The Lehigh Valley Workforce Development Board, with the help of board member Larry Wiersch, CEO of Cetronia Ambulance Corps, focused on an apprenticeship program for EMTs and paramedics because there is a local and national shortage.
Launched earlier this year at Cetronia’s headquarters in South Whitehall Township, the program graduated two EMTs who plan to continue onto the paramedic program.
“Now that they are nationally certified EMTs, they will be mentored by experienced EMTs on an ambulance where they’ll get their feet wet,” Wiersch said. “They’ll get experience and guidance with experienced EMTs so they can do patient interface and understand what happens in a pre-hospital setting.”
The EMT and paramedics take classes through Lehigh Carbon Community College and the Emergency Medicine Institute at Lehigh Valley Hospital. EMTs enter the paramedic program after a year.
Apprentices work full-time and are paid while they are in the program: $12/hour for EMTS in training while on paratransit; $13/hour for EMTs on ambulances; and $21.05 for paramedics, Wiersch said.
EMT apprentices attend class in the evenings twice a week and one weekend a month while working side-by-side with EMTs and paramedics. Paramedics get more training and work on rotation with various hospital units, such as emergency rooms and operating rooms.
Wiersch called the training “pretty intensive.”
It is projected that there will 16 percent more EMTs and paramedics in Pennsylvania by 2025, with a percentage growth of 23.6 in the Lehigh Valley.
The average annual pay for EMTs and paramedics in the Lehigh Valley is $39,160, which is higher than U.S. and Pennsylvania wages for that occupation.
Wiersch said emergency medical services are suffering a shortage in part because people do not know how to enter the field.

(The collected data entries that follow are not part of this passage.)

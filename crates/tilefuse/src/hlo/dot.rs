use serde::{Deserialize, Serialize};

use super::types::PrimitiveType;

#[derive(Debug, Clone, Default, PartialEq, Eq, Hash, Serialize, Deserialize)]
pub struct DotDimensionNumbers {
    #[serde(default)]
    pub lhs_batch_dimensions: Vec<i64>,
    #[serde(default)]
    pub rhs_batch_dimensions: Vec<i64>,
    pub lhs_contracting_dimensions: Vec<i64>,
    pub rhs_contracting_dimensions: Vec<i64>,
}

/// Requested operand precision of a dot.
#[derive(Debug, Clone, Copy, Default, PartialEq, Eq, Hash, Serialize, Deserialize)]
#[serde(rename_all = "snake_case")]
pub enum Precision {
    #[default]
    Default,
    High,
    Highest,
}

/// Explicit dot algorithm. `Unset` defers to operand precision and debug options.
#[derive(Debug, Clone, Copy, Default, PartialEq, Eq, Hash, Serialize, Deserialize)]
#[serde(rename_all = "snake_case")]
pub enum DotAlgorithm {
    #[default]
    Unset,
    F16F16F32,
    Bf16Bf16F32,
    Bf16Bf16F32X3,
    Bf16Bf16F32X6,
    Tf32Tf32F32,
    Tf32Tf32F32X3,
    F32F32F32,
    F64F64F64,
}

impl DotAlgorithm {
    /// Accumulator type fixed by the algorithm, `None` when unset.
    pub fn accumulator_type(self) -> Option<PrimitiveType> {
        match self {
            DotAlgorithm::Unset => None,
            DotAlgorithm::F64F64F64 => Some(PrimitiveType::F64),
            _ => Some(PrimitiveType::F32),
        }
    }

    pub fn has_tf32_input(self) -> bool {
        matches!(
            self,
            DotAlgorithm::Tf32Tf32F32 | DotAlgorithm::Tf32Tf32F32X3
        )
    }
}

#[derive(Debug, Clone, Default, PartialEq, Eq, Hash, Serialize, Deserialize)]
pub struct PrecisionConfig {
    #[serde(default)]
    pub operand_precision: Vec<Precision>,
    #[serde(default)]
    pub algorithm: DotAlgorithm,
}

/// 2:4 structured sparsity of the LHS operand along its contracting dimension.
#[derive(Debug, Clone, Copy, PartialEq, Eq, Hash, Serialize, Deserialize)]
pub struct SparsityDescriptor {
    pub dimension: i64,
    pub n: i64,
    pub m: i64,
}

#[derive(Debug, Clone, Default, PartialEq, Eq, Hash, Serialize, Deserialize)]
pub struct DotAttrs {
    pub dimension_numbers: DotDimensionNumbers,
    #[serde(default)]
    pub precision: PrecisionConfig,
    /// Present when the LHS is stored compressed and a metadata operand follows RHS.
    #[serde(default)]
    pub sparsity: Option<SparsityDescriptor>,
}

impl DotAttrs {
    pub fn new(lhs_contracting: i64, rhs_contracting: i64) -> Self {
        Self {
            dimension_numbers: DotDimensionNumbers {
                lhs_contracting_dimensions: vec![lhs_contracting],
                rhs_contracting_dimensions: vec![rhs_contracting],
                ..Default::default()
            },
            ..Default::default()
        }
    }

    pub fn with_batch(mut self, lhs_batch: &[i64], rhs_batch: &[i64]) -> Self {
        self.dimension_numbers.lhs_batch_dimensions = lhs_batch.to_vec();
        self.dimension_numbers.rhs_batch_dimensions = rhs_batch.to_vec();
        self
    }

    pub fn with_algorithm(mut self, algorithm: DotAlgorithm) -> Self {
        self.precision.algorithm = algorithm;
        self
    }

    pub fn is_sparse(&self) -> bool {
        self.sparsity.is_some()
    }
}

/// Dimensions of `rank` that are neither batch nor contracting, in ascending order.
pub fn non_contracting_dims(rank: usize, batch: &[i64], contracting: &[i64]) -> Vec<i64> {
    (0..rank as i64)
        .filter(|dim| !batch.contains(dim) && !contracting.contains(dim))
        .collect()
}

#[cfg(test)]
mod tests {
    use super::*;

    #[test]
    fn non_contracting_dims_skip_batch_and_contracting() {
        assert_eq!(non_contracting_dims(3, &[0], &[2]), vec![1]);
        assert_eq!(non_contracting_dims(2, &[], &[0]), vec![1]);
    }
}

“There is a lot of opportunity out there in many different areas, and, quite frankly, it’s not one of the careers schools typically focus on,” he said. Schools are more likely to steer students toward medical or nursing school “and they tend to forget the lower entry level positions.”
Initially, the apprenticeship program targets the long-term unemployed and older people, Wiersch said.
Cetronia has 111 EMTs and paramedics on staff and 13 volunteers for a fleet of 20 ambulances, 22 paratransit and two special operations vehicles.
Wiersch said apprentices will experience a variety of calls in a variety of settings at a busy ambulance company. Cetronia expects to respond to about 65,000 service calls this year, including about 25,000 ambulance runs, in South Whitehall, Upper Macungie, Whitehall, Weisenberg, Lowhill and western Salisbury townships and Coplay, Wiersch said.
The apprenticeship program has gotten the attention of the Eastern Pennsylvania Emergency Medical Services Council, which wants to expand it on a regional level throughout Lehigh, Northampton, Monroe, Carbon and Berks counties, and eventually the rest of the state, Wiersch said.
“We started out purposefully small to see what the pitfalls and hurdles were that we needed to overcome and then we went from there,” he said.